The nature of Conor’s storytelling is articulate, vivid, humorous in parts, and detailed. His use of metaphor in illustrating the gestalt of his story was not observed in the other cases. There were many shifts and turns in Conor’s story, which suggest that his narrative constraint to go into detail was stronger than his constraints to condense and close the form of his extempore narration (Riemann & Schutze, 2005). Conor contextualized his wife in his story as the key event carrier in his IPV. His dedication of a large amount of narrative to frame the character of his wife suggests that understanding her was key in understanding his story.
Mike: Lived Life and Told Story
Mike married his wife in the early 1980s.
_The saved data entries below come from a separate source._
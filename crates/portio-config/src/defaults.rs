//! Optional process-wide default locations.
//!
//! Components that need a temporary or current directory take it as a
//! parameter. This module only backs convenience wrappers that want a
//! process-wide fallback. It starts empty: call [`init`] once at startup and
//! [`reset`] to return to the empty state.

use parking_lot::{const_rwlock, RwLock};
use tracing::debug;

use crate::types::PathSettings;

/// Default locations shared by the whole process
#[derive(Debug, Clone, Default, PartialEq, Eq)]
pub struct ProcessDefaults {
    /// Directory for temporary files
    pub temp_directory: Option<String>,

    /// Directory relative paths resolve against
    pub current_directory: Option<String>,
}

impl From<&PathSettings> for ProcessDefaults {
    fn from(settings: &PathSettings) -> Self {
        Self {
            temp_directory: settings.temp_directory.clone(),
            current_directory: settings.current_directory.clone(),
        }
    }
}

static DEFAULTS: RwLock<Option<ProcessDefaults>> = const_rwlock(None);

/// Install the process defaults, replacing any earlier ones
pub fn init(defaults: ProcessDefaults) {
    debug!(?defaults, "installing process defaults");
    *DEFAULTS.write() = Some(defaults);
}

/// The installed defaults, or `None` before [`init`] and after [`reset`]
pub fn get() -> Option<ProcessDefaults> {
    DEFAULTS.read().clone()
}

/// Remove the installed defaults
pub fn reset() {
    *DEFAULTS.write() = None;
}

pub fn temp_directory() -> Option<String> {
    DEFAULTS.read().as_ref()?.temp_directory.clone()
}

pub fn current_directory() -> Option<String> {
    DEFAULTS.read().as_ref()?.current_directory.clone()
}

#[cfg(test)]
mod tests {
    use super::*;

    // The defaults are global, so the whole lifecycle lives in one test.
    #[test]
    fn test_lifecycle() {
        reset();
        assert_eq!(get(), None);
        assert_eq!(temp_directory(), None);

        let settings = PathSettings {
            temp_directory: Some("/scratch".to_string()),
            ..PathSettings::default()
        };
        init(ProcessDefaults::from(&settings));
        assert_eq!(temp_directory().as_deref(), Some("/scratch"));
        assert_eq!(current_directory(), None);

        init(ProcessDefaults {
            temp_directory: None,
            current_directory: Some("/work".to_string()),
        });
        assert_eq!(temp_directory(), None);
        assert_eq!(current_directory().as_deref(), Some("/work"));

        reset();
        assert_eq!(get(), None);
    }
}
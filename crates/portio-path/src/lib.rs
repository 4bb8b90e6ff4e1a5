//! Text-level path manipulation.
//!
//! This crate never touches a file system. It parses paths into components,
//! normalizes `.` and `..`, joins and splits paths, computes relative paths
//! and checks names against the rules of a given file system type.
//!
//! Both `/` and `\` are accepted as separators on every platform. Drive
//! prefixes (`C:`) and UNC prefixes (`\\server\volume`) are recognized
//! everywhere too, so Windows paths can be handled on Unix and the other way
//! around.
//!
//! # Example
//!
//! ```
//! use portio_path::{compute_relative, is_subdirectory, normalize_with, split};
//!
//! assert_eq!(normalize_with("/srv/www/../logs/./today", '/'), "/srv/logs/today");
//! assert!(is_subdirectory("/srv/", "/srv/logs/today"));
//!
//! let parts = split("/srv/logs/today.txt");
//! assert_eq!(parts.extension, ".txt");
//!
//! assert!(compute_relative("/srv/www/", "/srv/logs").ends_with("logs"));
//! ```

pub mod compare;
pub mod components;
pub mod error;
pub mod normalize;
pub mod ops;
pub mod validity;

pub use compare::{compare, compare_spans, compute_relative, is_subdirectory};
pub use components::{
    components, ensure_trailing_separator, file_extension, file_name, find_component_forward,
    find_component_reverse, get_file_extension, get_file_name, get_local_root,
    get_path_component_end, get_path_component_start, has_drive_prefix,
    has_trailing_separator, has_unc_prefix, is_absolute, is_relative, is_separator,
    strip_trailing_separator, Components, ALT_SEPARATOR, DRIVE_SEPARATOR, SEPARATOR,
};
pub use error::{PathError, Result};
pub use normalize::{normalize, normalize_into, normalize_with, simplify};
pub use ops::{append, canonicalize, join, split, truncate_component, SplitPath};
pub use validity::{
    is_directory_name_string_valid, is_file_name_char_valid, is_file_name_string_valid,
    is_file_path_string_valid, validate_file_path, FileSystemType,
};
//! File system contract for portio.
//!
//! This crate provides a synchronous `FileSystem` trait covering the few
//! operations the path and stream layers need, an in-memory implementation,
//! and helpers built only on the trait: multi-level directory creation and
//! temporary file names.
//!
//! # Example
//!
//! ```
//! use portio_fs::{create_directory_all, FileSystem, MemoryFileSystem, OpenMode};
//! use portio_stream::{adapter, Endian};
//!
//! # fn main() -> Result<(), Box<dyn std::error::Error>> {
//! let fs = MemoryFileSystem::new();
//! create_directory_all(&fs, "/var/data")?;
//!
//! let file = fs.open("/var/data/names.bin", OpenMode::Write)?;
//! adapter::write_string(&mut *file.borrow_mut(), "hello", Endian::Big)?;
//! drop(file);
//!
//! assert_eq!(fs.read("/var/data/names.bin")?.len(), 9);
//! # Ok(())
//! # }
//! ```

pub mod directory;
pub mod file_system;
pub mod memory;
pub mod temp;

pub use directory::{create_directory_all, ensure_directory_exists};
pub use file_system::{FileSystem, OpenMode};
pub use memory::{MemoryFile, MemoryFileSystem};
pub use temp::{
    make_temp_file, make_temp_path_name, resolve_current_directory, resolve_temp_directory,
    TEMP_NAME_ATTEMPTS,
};
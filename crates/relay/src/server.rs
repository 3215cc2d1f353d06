use axum::http::{HeaderMap, header};
use axum::{Json, Router, body::Bytes, extract::State, routing::any};
use tokio::net::TcpListener;
use tower_http::trace::TraceLayer;

use crate::error::RelayError;
use crate::relay::{PromptRequest, RelayService, Reply};

/// Path of the relay endpoint.
pub const RELAY_PATH: &str = "/chatGpt";

pub fn router(service: RelayService) -> Router {
    Router::new()
        .route(RELAY_PATH, any(relay_handler))
        .layer(TraceLayer::new_for_http())
        .with_state(service)
}

/// Serves the relay on `listener` until Ctrl-C or SIGTERM.
pub async fn serve(listener: TcpListener, service: RelayService) -> std::io::Result<()> {
    if let Ok(addr) = listener.local_addr() {
        tracing::info!(
            %addr,
            model = %service.settings().model,
            "relay listening on http://{addr}{RELAY_PATH}"
        );
    }

    axum::serve(listener, router(service))
        .with_graceful_shutdown(shutdown_signal())
        .await
}

// Any method is accepted and the body is taken as raw bytes, so a GET, a
// malformed payload or a missing content type falls back to the default
// prompt instead of a 4xx.
async fn relay_handler(
    State(service): State<RelayService>,
    headers: HeaderMap,
    body: Bytes,
) -> Result<Json<Reply>, RelayError> {
    let content_type = headers
        .get(header::CONTENT_TYPE)
        .and_then(|value| value.to_str().ok());
    let request = PromptRequest::from_body(content_type, &body);

    match service.relay(request).await {
        Ok(reply) => Ok(Json(reply)),
        Err(err) => {
            tracing::error!(error = %err, "completion call failed");
            Err(err)
        }
    }
}

async fn shutdown_signal() {
    let ctrl_c = async {
        if let Err(err) = tokio::signal::ctrl_c().await {
            tracing::warn!(error = %err, "failed to listen for Ctrl-C");
            std::future::pending::<()>().await;
        }
    };

    #[cfg(unix)]
    let terminate = async {
        match tokio::signal::unix::signal(tokio::signal::unix::SignalKind::terminate()) {
            Ok(mut signal) => {
                signal.recv().await;
            }
            Err(err) => {
                tracing::warn!(error = %err, "failed to listen for SIGTERM");
                std::future::pending::<()>().await;
            }
        }
    };

    #[cfg(not(unix))]
    let terminate = std::future::pending::<()>();

    tokio::select! {
        () = ctrl_c => {},
        () = terminate => {},
    }

    tracing::info!("shutting down relay");
}
/// Strips every trailing slash from a base URL so paths can be appended
/// with a single `/`.
///
/// # Examples
/// ```
/// use ai::utils::uri::ensure_no_trailing_slash;
/// assert_eq!(
///     ensure_no_trailing_slash("https://api.openai.com/v1/"),
///     "https://api.openai.com/v1"
/// );
/// ```
pub fn ensure_no_trailing_slash<S>(url: S) -> String
where
    S: Into<String>,
{
    let mut url = url.into();
    let trimmed = url.trim_end_matches('/').len();
    url.truncate(trimmed);
    url
}
//! Relay configuration.
//!
//! Resolved once at startup and handed to [`crate::relay::RelayService`];
//! nothing in the relay reads the environment after that.

use std::time::Duration;

use secrecy::{ExposeSecret, SecretString};

use crate::error::ConfigError;

/// Model every prompt is sent to.
pub const DEFAULT_MODEL: &str = "gpt-4o-mini";

/// Prompt used when the caller sends none.
pub const DEFAULT_PROMPT: &str = "Hello from TravelSage!";

pub use ai::clients::openai::OPENAI_BASE_URL as DEFAULT_BASE_URL;

#[derive(Debug, Clone)]
pub struct RelayConfig {
    /// Bearer credential for the completion API.
    pub api_key: SecretString,
    pub base_url: String,
    pub model: String,
    pub default_prompt: String,
    /// Upper bound on a single completion call. `None` waits indefinitely.
    pub request_timeout: Option<Duration>,
}

impl RelayConfig {
    /// Builds a configuration with the default model, prompt and endpoint.
    ///
    /// An empty or whitespace-only credential, or one holding control
    /// characters (a trailing newline from a secret file), is rejected: the
    /// relay cannot authenticate and must not start.
    pub fn new(api_key: impl Into<String>) -> Result<Self, ConfigError> {
        let api_key = api_key.into();
        if api_key.trim().is_empty() {
            return Err(ConfigError::MissingApiKey);
        }
        if api_key.chars().any(char::is_control) {
            return Err(ConfigError::InvalidApiKey);
        }

        Ok(Self {
            api_key: SecretString::from(api_key),
            base_url: DEFAULT_BASE_URL.to_string(),
            model: DEFAULT_MODEL.to_string(),
            default_prompt: DEFAULT_PROMPT.to_string(),
            request_timeout: None,
        })
    }

    pub fn with_base_url(mut self, base_url: impl Into<String>) -> Self {
        self.base_url = base_url.into();
        self
    }

    pub fn with_model(mut self, model: impl Into<String>) -> Self {
        self.model = model.into();
        self
    }

    pub fn with_default_prompt(mut self, prompt: impl Into<String>) -> Self {
        self.default_prompt = prompt.into();
        self
    }

    pub fn with_request_timeout(mut self, timeout: Duration) -> Result<Self, ConfigError> {
        if timeout.is_zero() {
            return Err(ConfigError::ZeroTimeout);
        }
        self.request_timeout = Some(timeout);
        Ok(self)
    }

    pub(crate) fn api_key(&self) -> &str {
        self.api_key.expose_secret()
    }
}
They had two children. He was a successful businessman. The couple had a relatively happy relationship until she suddenly asked for a separation. He later discovered that his wife was having an affair with a friend. After this crisis point, Mike began experiencing physical and psychological abuse from his wife. His wife achieved a “parentectomy,” removing the children from the country for 3 months, isolating Mike. He stated that he experienced “second wave abuse” by the police, solicitors, and a psychologist. He thought about suicide but his desire to have access to his children helped him get through his low point. He was granted access to his children. When the children were old enough, they came to live with him. Until his divorce hearing, which was prior to the interview, he had not seen his wife in 13 years but was still being psychologically abused by her.
Mike’s told story was similar to a highly rendered recovery story (Plummer, 1995). This high amount of biographical rendering was perhaps due to the passage of time since separation in contrast with other cases (Riemann & Schutze, 2005). Mike’s active involvement of biographical caretakers early in his narrative is unique. In contrast with Alan and Conor, Mike sought support from friends, his doctor, and the police. This may be due to his lack of trajectory potential and the normativity of his relationship prior to trajectory.
Accounting for IPV: Narrative Strategies Used by Men
A narrative strategy was defined as a positioning technique used in the expression of a life story. The findings presented below reflect the outcome of the full 10 stages of BNIM analysis. The final stage of analysis resulted from a cross-case theorization of all three case studies. The criterion for defining a narrative as dominant was its presence in all three cases and pervasiveness throughout the life story, which is consistent with the tenets of BNIM. The findings and interpretive discussion are intermingled within the text below.
The Fatherhood Narrative
The fatherhood narrative was by far the most dominant narrative structure used by men in accounting for their IPV experiences. In structuring the fatherhood narrative, men utilized contrasting narrative positioning (of capable fatherhood vs. stolen fatherhood) to amplify their constructions of IPV through the removal of fathering opportunities. The men portrayed their practical involvement in child care. For example, Alan asserted that in caring for his new-born daughter, “I’d mind the little one. Actually I was the first one to change her nappy. I used to walk up and down the corridor every night when she wouldn’t sleep.” Conor gave in-depth accounts of his effectiveness as a father, augmenting his capability with language synonymous with the health and social care field to supplement his narrative of capability. For example, “I’ve done most of the upbringing and have been, the term apparently is the primary carer, responsible parent.” He described practical strategies used in protecting his daughters from his wife’s angry outbursts: I used to say “right come on girls we’ll go out, we’ll play football or we’ll play Frisbee or cycle or something” that’s what I’d do. We’d just go out for an hour or something and let her cool off.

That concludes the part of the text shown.